Tra settembre e ottobre è aperta la finestra per la presentazione dei progetti da parte delle Fondazioni ITS piemontesi, passaggio formale che definirà nel dettaglio i singoli percorsi in partenza nel corso dell'autunno per rispondere alla richiesta di competenze tecniche specializzate da parte del tessuto produttivo locale.
La suddivisione delle risorse e il piano triennale
Il pacchetto economico stanziato per l'annualità 2026-2027 destina 20 milioni di euro alla copertura diretta delle attività corsuali e 2,5 milioni al funzionamento, alla gestione organizzativa e alla sostenibilità delle Fondazioni formative.
L'intervento si inserisce in una programmazione di più ampio respiro: per il triennio che comprende gli anni formativi 2026-2027, 2027-2028 e 2028-2029, la Regione prevede di mobilitare complessivamente circa 40,5 milioni di euro, a cui si aggiungeranno ulteriori fondi comunitari, nazionali e regionali.
Le principali novità della programmazione
- Superamento dei bandi annuali: viene definito il piano potenziale dell'offerta formativa per ciascuna Fondazione, azzerando le procedure amministrative annuali e velocizzando i tempi di avvio.
- Valutazione e premialità: i risultati e le performance ottenute da ciascuna Fondazione determineranno margini di premialità o penalizzazione, utili a rimodulare le risorse nelle annualità successive.
- Raccordo territoriale: i percorsi valorizzeranno i fabbisogni specifici delle aziende delle singole province e rafforzeranno la filiera tecnologico-professionale.
- Integrazione strategica: i corsi dialogheranno con il modello 4+2 dell'istruzione tecnica e professionale, con le Accademie di filiera, i contratti di apprendistato, i Campus e i programmi di mobilità transnazionale.
«Sosteniamo quei ragazzi che cercano il proprio posto nel mondo e le imprese che hanno bisogno di nuove professionalità» ha dichiarato l’assessora regionale Daniela Cameroni.
Chi può partecipare: requisiti di accesso e composizione delle classi
L'accesso ai corsi ITS Academy prevede regole chiare ma aperte a una platea ampia, senza alcun limite massimo di età anagrafica.

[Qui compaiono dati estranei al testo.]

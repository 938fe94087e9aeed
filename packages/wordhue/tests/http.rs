use std::{collections::BTreeMap, sync::Arc};

use axum::http::StatusCode;
use wordhue::{
    config::Config,
    random::ThreadRandom,
    test_utils::{
        app::TestApp,
        http::{map_response, TestHttpApp},
        random::SequenceRandom,
    },
    words::StaticWordSource,
};
use wordhue_types::{
    ColorFormat, ColorPaletteResponse, ErrorResponse, HealthResponse, HelloResponse,
    RandomColorResponse, RandomEverythingResponse, WordCategory, WordEntry,
};

fn zeros() -> TestHttpApp {
    TestHttpApp::new_with_rng(Arc::new(SequenceRandom::new(vec![0.0])))
}

async fn palette(app: &TestHttpApp, uri: &str) -> Vec<String> {
    let response = app.get(uri).await;
    assert_eq!(response.status(), StatusCode::OK, "{uri}");

    map_response::<ColorPaletteResponse>(response)
        .await
        .palette
        .into_iter()
        .map(|c| c.into_inner())
        .collect()
}

async fn error(app: &TestHttpApp, uri: &str, status: StatusCode) -> String {
    let response = app.get(uri).await;
    assert_eq!(response.status(), status, "{uri}");

    map_response::<ErrorResponse>(response).await.error
}

#[tokio::test]
async fn http_not_found() {
    let app = TestHttpApp::new();

    assert_eq!(
        error(&app, "/does_not_exist", StatusCode::NOT_FOUND).await,
        "Not found"
    );
    assert_eq!(
        error(&app, "/api/animals/extra", StatusCode::NOT_FOUND).await,
        "Not found"
    );
}

#[tokio::test]
async fn http_config() {
    let app = TestHttpApp::new();

    let response = app.get("/config").await;
    assert!(response.status().is_success());

    let config: Config = map_response(response).await;
    assert_eq!(config.port, app.inner.config.port);
    assert_eq!(
        config.default_palette_points,
        app.inner.config.default_palette_points
    );
}

#[tokio::test]
async fn http_health() {
    let app = TestHttpApp::new();

    let response = app.get("/health").await;
    assert_eq!(response.status(), StatusCode::OK);

    let health: HealthResponse = map_response(response).await;
    assert_eq!(health.status, "ok");
    assert_eq!(health.word_lists, 8);
}

#[tokio::test]
async fn http_hello() {
    let app = TestHttpApp::new();

    let response = app.get("/hello/world").await;
    assert_eq!(response.status(), StatusCode::OK);

    let hello: HelloResponse = map_response(response).await;
    assert_eq!(hello.message, "Hello world!");

    let hello: HelloResponse = map_response(app.get("/hello/dear%20reader").await).await;
    assert_eq!(hello.message, "Hello dear reader!");
}

#[tokio::test]
async fn http_root_redirects_to_docs() {
    let app = TestHttpApp::new();

    let response = app.get("/").await;
    assert!(response.status().is_redirection());
    assert_eq!(response.headers()["location"], "/swagger-ui");

    let response = app.get("/api-docs/openapi.json").await;
    assert_eq!(response.status(), StatusCode::OK);
    let doc: serde_json::Value = map_response(response).await;
    assert!(doc["paths"]["/api/color-palette"].is_object());
    assert!(doc["paths"]["/api/{category}"].is_object());
}

#[tokio::test]
async fn http_word_by_category() {
    let app = zeros();

    let response = app.get("/api/animals").await;
    assert_eq!(response.status(), StatusCode::OK);

    let word: WordEntry = map_response(response).await;
    assert_eq!(word.name, "Aardvark");
    assert_eq!(word.category.as_deref(), Some("animals"));

    // every category is served
    for category in WordCategory::ALL {
        let response = app.get(&format!("/api/{category}")).await;
        assert_eq!(response.status(), StatusCode::OK, "{category}");
    }
}

#[tokio::test]
async fn http_word_errors() {
    let lists = BTreeMap::from([("fish".to_string(), Vec::new())]);
    let app = TestHttpApp::new_with_sources(
        TestApp::new(),
        Arc::new(StaticWordSource::new(lists)),
        Arc::new(ThreadRandom),
    );

    assert_eq!(
        error(&app, "/api/dinosaurs", StatusCode::NOT_FOUND).await,
        "Category not found"
    );
    assert_eq!(
        error(&app, "/api/fish", StatusCode::NOT_FOUND).await,
        "No fish found"
    );
    assert_eq!(
        error(&app, "/api/birds", StatusCode::NOT_FOUND).await,
        "No birds found"
    );
    assert_eq!(
        error(&app, "/api/random-noun", StatusCode::NOT_FOUND).await,
        "No nouns found"
    );
    assert_eq!(
        error(&app, "/api/random-verb", StatusCode::NOT_FOUND).await,
        "No verbs found"
    );
    assert_eq!(
        error(&app, "/api/random", StatusCode::NOT_FOUND).await,
        "Not enough data for random response"
    );
}

#[tokio::test]
async fn http_random_noun_and_verb() {
    let app = zeros();

    let noun: WordEntry = map_response(app.get("/api/random-noun").await).await;
    assert_eq!(noun.name, "Table");
    assert_eq!(noun.part_of_speech.as_deref(), Some("noun"));

    let verb: WordEntry = map_response(app.get("/api/random-verb").await).await;
    assert_eq!(verb.name, "Jump");
    assert_eq!(verb.part_of_speech.as_deref(), Some("verb"));
}

#[tokio::test]
async fn http_random_color() {
    let app = TestHttpApp::new_with_rng(Arc::new(SequenceRandom::new(vec![0.5])));

    let color: RandomColorResponse = map_response(app.get("/api/color?format=rgba").await).await;
    assert_eq!(color.format, ColorFormat::Rgba);
    assert_eq!(&*color.color, "rgba(128,128,128,0.5)");

    let color: RandomColorResponse = map_response(app.get("/api/color?format=HEX").await).await;
    assert_eq!(color.format, ColorFormat::Hex);
    assert_eq!(&*color.color, "#800000");

    let color: RandomColorResponse = map_response(app.get("/api/color?format=oklch").await).await;
    assert_eq!(color.format, ColorFormat::Oklch);
    assert_eq!(&*color.color, "oklch(50% 0.2 180)");

    // no format picks one at random, index 1 of [hex, rgba, oklch]
    let color: RandomColorResponse = map_response(app.get("/api/color").await).await;
    assert_eq!(color.format, ColorFormat::Rgba);

    assert_eq!(
        error(&app, "/api/color?format=cmyk", StatusCode::BAD_REQUEST).await,
        "Unknown color format 'cmyk', expected one of: hex, rgba, oklch"
    );
}

#[tokio::test]
async fn http_color_palette() {
    let app = TestHttpApp::new();

    assert_eq!(
        palette(
            &app,
            "/api/color-palette?from=rgba(10,20,30,1)&to=rgba(50,60,70,1)&points=3"
        )
        .await,
        ["rgba(10,20,30,1)", "rgba(30,40,50,1)", "rgba(50,60,70,1)"]
    );

    assert_eq!(
        palette(
            &app,
            "/api/color-palette?from=%23000000&to=%23ffffff&points=3&format=hex"
        )
        .await,
        ["#000000", "#808080", "#ffffff"]
    );

    // mixed inputs, single point is just the start
    assert_eq!(
        palette(
            &app,
            "/api/color-palette?from=%23ff0000&to=rgba(0,0,255,0.5)&points=1"
        )
        .await,
        ["rgba(255,0,0,1)"]
    );

    // the configured default size
    assert_eq!(
        palette(&app, "/api/color-palette?from=%23000000&to=%23ffffff")
            .await
            .len(),
        app.inner.config.default_palette_points
    );
}

#[tokio::test]
async fn http_color_palette_random_endpoints() {
    let app = zeros();

    assert_eq!(
        palette(&app, "/api/color-palette?points=2").await,
        ["rgba(0,0,0,0)", "rgba(0,0,0,0)"]
    );
    assert_eq!(
        palette(&app, "/api/color-palette?points=2&format=hex&to=%23ffffff").await,
        ["#000000", "#ffffff"]
    );
}

#[tokio::test]
async fn http_color_palette_errors() {
    let app = TestHttpApp::new();

    for uri in [
        "/api/color-palette?from=%23zzzzzz&to=%23ffffff",
        "/api/color-palette?from=%23fff&to=%23ffffff",
        "/api/color-palette?from=rgba(300,0,0,1)&to=%23ffffff",
        "/api/color-palette?from=rgba(0,0,0,2)&to=%23ffffff",
        "/api/color-palette?from=rgba(0,%200,%200,%201)&to=%23ffffff",
        "/api/color-palette?from=oklch(50%25%200.2%20200)&to=%23ffffff",
        "/api/color-palette?points=0",
        "/api/color-palette?points=abc",
        "/api/color-palette?points=100000",
        "/api/color-palette?format=cmyk",
    ] {
        error(&app, uri, StatusCode::BAD_REQUEST).await;
    }
}

#[tokio::test]
async fn http_random_everything() {
    let app = zeros();

    let response = app.get("/api/random").await;
    assert_eq!(response.status(), StatusCode::OK);

    let everything: RandomEverythingResponse = map_response(response).await;
    assert_eq!(everything.animal.name, "Aardvark");
    assert_eq!(everything.fish.name, "Anchovy");
    assert_eq!(everything.fruit.name, "Apple");
    assert_eq!(everything.bird.name, "Albatross");
    assert_eq!(everything.verb.name, "Jump");
    assert_eq!(everything.noun.name, "Table");
    assert_eq!(everything.palette.palette.len(), 5);
    assert!(everything
        .description
        .starts_with("Aardvark with Anchovy, Apple, Albatross doing Jump and Table in color #000000"));
}

#[tokio::test]
async fn http_word_list_extra_fields_pass_through() {
    let dir = tempfile::tempdir().unwrap();
    std::fs::write(
        dir.path().join("animals.json"),
        r#"[{"name": "Okapi", "emoji": "x", "habitat": "forest"}]"#,
    )
    .unwrap();

    let app = TestHttpApp::new_with_sources(
        TestApp::new(),
        Arc::new(StaticWordSource::from_dir(dir.path()).unwrap()),
        Arc::new(ThreadRandom),
    );

    let response = app.get("/api/animals").await;
    assert_eq!(response.status(), StatusCode::OK);

    let body: serde_json::Value = map_response(response).await;
    assert_eq!(
        body,
        serde_json::json!({
            "name": "Okapi",
            "category": "animals",
            "emoji": "x",
            "habitat": "forest"
        })
    );
}

#[tokio::test]
async fn http_part_of_speech_as_category() {
    let app = zeros();

    let noun: WordEntry = map_response(app.get("/api/noun").await).await;
    assert_eq!(noun.name, "Table");
    assert_eq!(noun.part_of_speech.as_deref(), Some("noun"));

    let verb: WordEntry = map_response(app.get("/api/verb").await).await;
    assert_eq!(verb.name, "Jump");

    let lists = BTreeMap::from([("noun".to_string(), Vec::new())]);
    let app = TestHttpApp::new_with_sources(
        TestApp::new(),
        Arc::new(StaticWordSource::new(lists)),
        Arc::new(ThreadRandom),
    );
    assert_eq!(
        error(&app, "/api/noun", StatusCode::NOT_FOUND).await,
        "No noun found"
    );
}

#[tokio::test]
async fn http_malformed_query_is_json() {
    let app = TestHttpApp::new();

    for uri in [
        "/api/color-palette?from=%23000000&from=%23ffffff",
        "/api/color?format=hex&format=rgba",
    ] {
        let response = app.get(uri).await;
        assert_eq!(response.status(), StatusCode::BAD_REQUEST, "{uri}");
        assert_eq!(
            response.headers()["content-type"],
            "application/json",
            "{uri}"
        );

        let body: ErrorResponse = map_response(response).await;
        assert!(body.error.contains("duplicate field"), "{}", body.error);
    }
}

- Diploma di scuola secondaria di secondo grado (diploma di maturità quinquennale);
- Diploma professionale quadriennale di istruzione e formazione professionale (IeFP), integrato da una certificazione di specializzazione tecnica superiore (IFTS).
Ogni gruppo classe deve contare almeno 20 allievi e la composizione deve essere costituita in prevalenza da persone in stato di disoccupazione.
Come sono organizzati i percorsi: ore, docenti e stage
- Durata biennale: il monte orario è di 900 ore per ciascun anno formativo.
- Stage in azienda: almeno il 35% del monte ore complessivo è riservato al tirocinio pratico in impresa, con la possibilità di svolgerlo anche all'estero o tramite contratti di alto apprendistato.
- Docenti dal mondo del lavoro: al netto delle ore di stage, almeno il 60% delle lezioni deve essere affidato a professionisti ed esperti provenienti direttamente dalle aziende e dai settori produttivi di riferimento.
Al termine del biennio, previo superamento delle verifiche finali, viene rilasciato il Diploma di specializzazione per le tecnologie applicate, corrispondente al quinto livello del Quadro europeo delle qualificazioni (EQF Livello 5). Per gli eventuali percorsi di durata triennale, il titolo conseguito è il diploma di specializzazione superiore, equivalente al sesto livello EQF.